# Bait shop on the causeway



## armyvet4583 (Jun 26, 2016)

Can someone explain where the bait shop is on the Torres causeway. Im coming from Brunswick side. Thanks. Also anyone know if jones got any this weekend. That where we normal get back heard they were out. They are not answering the phone.


----------



## brown518 (Jun 26, 2016)

I believe you're referring to Ms. Bennett's Bait Shop. The number is 912-265-3091.  If you're headed to St. Simons, its located on the opposite side of the causeway. You can turn around at Golden Isles Marina and go back towards Brunswick. Its maybe 3/4 of mile on the right. Can't miss the house.


----------



## armyvet4583 (Jun 26, 2016)

Thank you I was goin thinking she was in the marina itself.


----------



## BIGSTICKIN (Jun 26, 2016)

Not trying to tell you what to do but the st simons boating and fishing club has bait if anyone does, and you will get a lot better count on live shrimp.


----------



## skiff23 (Jun 28, 2016)

Last few tines I bought at the Bennets it was not a god experience.
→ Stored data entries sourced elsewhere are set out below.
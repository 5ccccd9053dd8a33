//! Edge and contour detection on a rotated, georeferenced grid.

#![allow(clippy::unwrap_used)]

use geocurve_pipeline::{
    ContourConfig, CurveError, DataValues, EdgeDetectionConfig, Grid2D, GridData, Point,
    detect_contours, detect_edges,
};

fn init_logger() {
    let _ = env_logger::builder().is_test(true).try_init();
}

fn rotated_grid(size: u32) -> Grid2D {
    Grid2D {
        origin: Point::new(500_000.0, 6_000_000.0),
        u_cell_size: 25.0,
        v_cell_size: 25.0,
        u_count: size,
        v_count: size,
        rotation: 30.0,
    }
}

/// Plateau in the middle third of u, with a strip of missing data.
fn plateau() -> GridData {
    let grid = rotated_grid(48);
    let mut values = Vec::with_capacity(grid.cell_count());
    for v in 0..grid.v_count {
        for u in 0..grid.u_count {
            let value = if v >= 44 {
                f64::NAN
            } else if (16..32).contains(&u) {
                250.0
            } else {
                10.0
            };
            values.push(value);
        }
    }
    GridData::new(grid, values).unwrap()
}

#[test]
fn edges_follow_plateau_sides() {
    init_logger();
    let source = plateau();
    let config = EdgeDetectionConfig {
        sigma: 1.0,
        threshold: 10,
        line_length: 5,
        ..EdgeDetectionConfig::default()
    };
    let set = detect_edges(&source, &config).unwrap().unwrap();
    assert!(set.cell_count() >= 2);

    // The plateau sides run along v, i.e. 30 degrees west of north once the
    // grid is rotated: azimuth 150 after folding into [0, 180].
    let azimuth = match set.data.get("azimuth") {
        Some(DataValues::Float(values)) => values.clone(),
        _ => Vec::new(),
    };
    assert_eq!(azimuth.len(), set.vertex_count());
    let along_v = azimuth
        .iter()
        .filter(|a| (**a - 150.0).abs() < 10.0)
        .count();
    assert!(along_v > 0, "azimuths: {azimuth:?}");
    assert!(set.data.contains_key("lengths"));
}

#[test]
fn default_edge_config_finds_plateau() {
    init_logger();
    let set = detect_edges(&plateau(), &EdgeDetectionConfig::default())
        .unwrap()
        .unwrap();
    assert!(set.cell_count() > 0);
}

#[test]
fn contours_follow_plateau_sides() {
    init_logger();
    let source = plateau();
    let config = ContourConfig {
        fixed_contours: vec![100.0],
        ..ContourConfig::default()
    };
    let set = detect_contours(&source, &config).unwrap();
    // One open line down each side of the plateau, stopping at the rows
    // without data: 44 crossings joined by 43 cells each.
    assert_eq!(set.vertex_count(), 88);
    assert_eq!(set.cell_count(), 86);
    for vertex in &set.vertices {
        assert!(vertex.x > 499_000.0 && vertex.y > 6_000_000.0);
    }
}

#[test]
fn contour_levels_outside_data_fail() {
    init_logger();
    let config = ContourConfig {
        interval_min: Some(1_000.0),
        interval_max: Some(2_000.0),
        interval_spacing: Some(100.0),
        fixed_contours: Vec::new(),
    };
    assert!(matches!(
        detect_contours(&plateau(), &config),
        Err(CurveError::NoContours)
    ));
}

#[test]
fn grid_json_round_trip_keeps_missing_values() {
    let source = plateau();
    let json = serde_json::to_string(&source).unwrap();
    let back: GridData = serde_json::from_str(&json).unwrap();
    assert_eq!(back.grid, source.grid);
    assert_eq!(
        back.values.iter().filter(|v| v.is_nan()).count(),
        source.values.iter().filter(|v| v.is_nan()).count()
    );
}
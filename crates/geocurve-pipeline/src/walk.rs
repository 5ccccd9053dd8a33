//! Greedy path walking over the candidate edge graph.
//!
//! From the terminal point of the incoming edge, the walker picks the
//! unvisited neighbour that best continues the current direction, marks it
//! visited and repeats until no forward continuation remains.
//!
//! A continuation is scored as `angle^(1 - damping) * length`, where
//! `angle` is the turning angle in radians. With `damping = 1` the angle
//! drops out and the nearest forward neighbour wins; with `damping = 0`
//! sharp turns are penalized in proportion to the step length.

use petgraph::graph::{EdgeIndex, NodeIndex, UnGraph};
use petgraph::visit::EdgeRef;

use crate::candidates::CandidateEdge;
use crate::config::validate_damping;
use crate::types::{CurveError, Edge, Point};

/// Subtracted from the turning-angle cosine so a straight continuation
/// scores a small positive angle.
pub const ANGLE_EPSILON: f64 = 1e-10;

/// Adjacency over the candidate edges of one group.
///
/// Edges are added in candidate order, so an edge's index is its rank in
/// the length-sorted candidate list.
#[derive(Debug, Clone)]
pub struct CandidateGraph {
    graph: UnGraph<(), f64>,
}

impl CandidateGraph {
    /// Build the graph over `point_count` points.
    #[must_use]
    pub fn new(point_count: usize, candidates: &[CandidateEdge]) -> Self {
        let mut graph = UnGraph::with_capacity(point_count, candidates.len());
        for _ in 0..point_count {
            graph.add_node(());
        }
        for candidate in candidates {
            graph.add_edge(
                NodeIndex::new(candidate.edge.from),
                NodeIndex::new(candidate.edge.to),
                candidate.length,
            );
        }
        Self { graph }
    }

    /// Number of points (nodes).
    #[must_use]
    pub fn point_count(&self) -> usize {
        self.graph.node_count()
    }

    /// Number of candidate edges.
    #[must_use]
    pub fn edge_count(&self) -> usize {
        self.graph.edge_count()
    }

    /// Points joined to `point` by a candidate edge, with the rank of
    /// that edge.
    fn neighbours(&self, point: usize) -> impl Iterator<Item = (usize, EdgeIndex)> + '_ {
        self.graph
            .edges(NodeIndex::new(point))
            .map(|e| (e.target().index(), e.id()))
    }
}

/// Which points have already been used by a path.
#[derive(Debug, Clone, PartialEq, Eq)]
pub struct VisitMask(Vec<bool>);

impl VisitMask {
    /// All points unvisited.
    #[must_use]
    pub fn new(point_count: usize) -> Self {
        Self(vec![false; point_count])
    }

    /// Mark a point visited.
    pub fn visit(&mut self, point: usize) {
        self.0[point] = true;
    }

    /// Whether a point has been visited.
    #[must_use]
    pub fn is_visited(&self, point: usize) -> bool {
        self.0[point]
    }

    /// Number of visited points.
    #[must_use]
    pub fn visited_count(&self) -> usize {
        self.0.iter().filter(|&&v| v).count()
    }
}

/// Walks paths over a [`CandidateGraph`].
#[derive(Debug, Clone, Copy)]
pub struct PathWalker<'a> {
    graph: &'a CandidateGraph,
    points: &'a [Point],
    damping: f64,
}

impl<'a> PathWalker<'a> {
    /// Create a walker.
    ///
    /// # Errors
    ///
    /// Returns [`CurveError::InvalidConfig`] if `damping` is outside
    /// `[0, 1]`, or [`CurveError::LengthMismatch`] if the graph and point
    /// slice disagree on the number of points.
    pub fn new(
        graph: &'a CandidateGraph,
        points: &'a [Point],
        damping: f64,
    ) -> Result<Self, CurveError> {
        validate_damping(damping)?;
        crate::types::check_length("points", graph.point_count(), points.len())?;
        Ok(Self {
            graph,
            points,
            damping,
        })
    }

    /// Extend a path beyond `incoming`, returning the edges walked.
    ///
    /// Every point reached is marked in `mask`. The endpoints of
    /// `incoming` are expected to be marked by the caller.
    pub fn walk(&self, incoming: Edge, mask: &mut VisitMask) -> Vec<Edge> {
        let mut walked = Vec::new();
        let mut current = incoming;
        while let Some(next) = self.best_continuation(current, mask) {
            mask.visit(next.to);
            walked.push(next);
            current = next;
        }
        walked
    }

    /// The lowest-scoring forward continuation of `incoming`.
    ///
    /// Ties go to the lower-ranked (shorter) candidate edge.
    fn best_continuation(&self, incoming: Edge, mask: &VisitMask) -> Option<Edge> {
        let direction = incoming.vector(self.points);
        let direction_norm = direction.norm();
        let exponent = 1.0 - self.damping;

        let mut best: Option<(f64, EdgeIndex, usize)> = None;
        for (neighbour, rank) in self.graph.neighbours(incoming.to) {
            if mask.is_visited(neighbour) {
                continue;
            }
            let step = self.points[neighbour] - self.points[incoming.to];
            let dot = direction.dot(step);
            if dot <= 0.0 {
                continue;
            }
            let length = step.norm();
            let cosine = (dot / (direction_norm * length) - ANGLE_EPSILON).clamp(-1.0, 1.0);
            let score = cosine.acos().powf(exponent) * length;

            let better = best.is_none_or(|(best_score, best_rank, _)| {
                score
                    .total_cmp(&best_score)
                    .then(rank.cmp(&best_rank))
                    .is_lt()
            });
            if better {
                best = Some((score, rank, neighbour));
            }
        }
        best.map(|(_, _, neighbour)| Edge::new(incoming.to, neighbour))
    }
}

#[cfg(test)]
#[allow(clippy::unwrap_used)]
mod tests {
    use super::*;

    fn candidate(points: &[Point], a: usize, b: usize) -> CandidateEdge {
        CandidateEdge {
            edge: Edge::new(a, b).canonical(),
            length: points[a].distance(points[b]),
        }
    }

    fn graph_of(points: &[Point], pairs: &[(usize, usize)]) -> CandidateGraph {
        let mut candidates: Vec<CandidateEdge> =
            pairs.iter().map(|&(a, b)| candidate(points, a, b)).collect();
        candidates.sort_by(|a, b| a.length.total_cmp(&b.length));
        CandidateGraph::new(points.len(), &candidates)
    }

    #[test]
    fn damping_out_of_range_rejected() {
        let points = vec![Point::new(0.0, 0.0), Point::new(1.0, 0.0)];
        let graph = graph_of(&points, &[(0, 1)]);
        assert!(PathWalker::new(&graph, &points, 1.2).is_err());
        assert!(PathWalker::new(&graph, &points, -0.2).is_err());
        assert!(PathWalker::new(&graph, &points, 0.5).is_ok());
    }

    #[test]
    fn point_count_mismatch_rejected() {
        let points = vec![Point::new(0.0, 0.0), Point::new(1.0, 0.0)];
        let graph = CandidateGraph::new(3, &[]);
        assert!(matches!(
            PathWalker::new(&graph, &points, 0.5),
            Err(CurveError::LengthMismatch { .. })
        ));
    }

    #[test]
    fn walks_a_straight_chain() {
        let points: Vec<Point> = (0..5).map(|i| Point::new(f64::from(i), 0.0)).collect();
        let graph = graph_of(&points, &[(0, 1), (1, 2), (2, 3), (3, 4)]);
        let walker = PathWalker::new(&graph, &points, 0.0).unwrap();
        let mut mask = VisitMask::new(points.len());
        mask.visit(0);
        mask.visit(1);
        let walked = walker.walk(Edge::new(0, 1), &mut mask);
        assert_eq!(
            walked,
            vec![Edge::new(1, 2), Edge::new(2, 3), Edge::new(3, 4)]
        );
        assert_eq!(mask.visited_count(), 5);
    }

    #[test]
    fn never_turns_back() {
        // From 0->1 the only neighbour lies behind the incoming direction.
        let points = vec![
            Point::new(0.0, 0.0),
            Point::new(1.0, 0.0),
            Point::new(0.5, 0.1),
        ];
        let graph = graph_of(&points, &[(0, 1), (1, 2)]);
        let walker = PathWalker::new(&graph, &points, 0.0).unwrap();
        let mut mask = VisitMask::new(points.len());
        mask.visit(0);
        mask.visit(1);
        assert!(walker.walk(Edge::new(0, 1), &mut mask).is_empty());
        assert!(!mask.is_visited(2));
    }

    #[test]
    fn perpendicular_step_rejected() {
        let points = vec![
            Point::new(0.0, 0.0),
            Point::new(1.0, 0.0),
            Point::new(1.0, 1.0),
        ];
        let graph = graph_of(&points, &[(0, 1), (1, 2)]);
        let walker = PathWalker::new(&graph, &points, 1.0).unwrap();
        let mut mask = VisitMask::new(points.len());
        mask.visit(0);
        mask.visit(1);
        assert!(walker.walk(Edge::new(0, 1), &mut mask).is_empty());
    }

    /// From 0->1, point 2 is straight ahead but far, point 3 is close but
    /// off at 45 degrees.
    fn fork() -> Vec<Point> {
        vec![
            Point::new(0.0, 0.0),
            Point::new(1.0, 0.0),
            Point::new(4.0, 0.0),
            Point::new(2.0, 1.0),
        ]
    }

    #[test]
    fn full_damping_takes_nearest() {
        let points = fork();
        let graph = graph_of(&points, &[(0, 1), (1, 2), (1, 3)]);
        let walker = PathWalker::new(&graph, &points, 1.0).unwrap();
        let mut mask = VisitMask::new(points.len());
        mask.visit(0);
        mask.visit(1);
        let walked = walker.walk(Edge::new(0, 1), &mut mask);
        assert_eq!(walked.first(), Some(&Edge::new(1, 3)));
    }

    #[test]
    fn zero_damping_takes_straightest() {
        let points = fork();
        let graph = graph_of(&points, &[(0, 1), (1, 2), (1, 3)]);
        let walker = PathWalker::new(&graph, &points, 0.0).unwrap();
        let mut mask = VisitMask::new(points.len());
        mask.visit(0);
        mask.visit(1);
        let walked = walker.walk(Edge::new(0, 1), &mut mask);
        assert_eq!(walked, vec![Edge::new(1, 2)]);
    }

    #[test]
    fn visited_neighbours_skipped() {
        let points = fork();
        let graph = graph_of(&points, &[(0, 1), (1, 2), (1, 3)]);
        let walker = PathWalker::new(&graph, &points, 0.0).unwrap();
        let mut mask = VisitMask::new(points.len());
        mask.visit(0);
        mask.visit(1);
        mask.visit(2);
        let walked = walker.walk(Edge::new(0, 1), &mut mask);
        assert_eq!(walked, vec![Edge::new(1, 3)]);
    }

    #[test]
    fn equal_scores_prefer_lower_rank() {
        // Two mirror-image continuations with identical scores.
        let points = vec![
            Point::new(0.0, 0.0),
            Point::new(1.0, 0.0),
            Point::new(2.0, 1.0),
            Point::new(2.0, -1.0),
        ];
        let candidates = vec![
            candidate(&points, 0, 1),
            candidate(&points, 1, 3),
            candidate(&points, 1, 2),
        ];
        let graph = CandidateGraph::new(points.len(), &candidates);
        let walker = PathWalker::new(&graph, &points, 0.5).unwrap();
        let mut mask = VisitMask::new(points.len());
        mask.visit(0);
        mask.visit(1);
        let walked = walker.walk(Edge::new(0, 1), &mut mask);
        assert_eq!(walked, vec![Edge::new(1, 3)]);
    }
}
I got a pint and pad for a quart. 
I have not been back . TO many other good bait shops.


----------



## HOBO (Aug 17, 2016)

*What BIG STICKING Says*



> Not trying to tell you what to do but the st simons boating and fishing club has bait if anyone does, and you will get a lot better count on live shrimp.




The statement above is 100% correct, 100% of the time!!!

-------<" ){{{{><


----------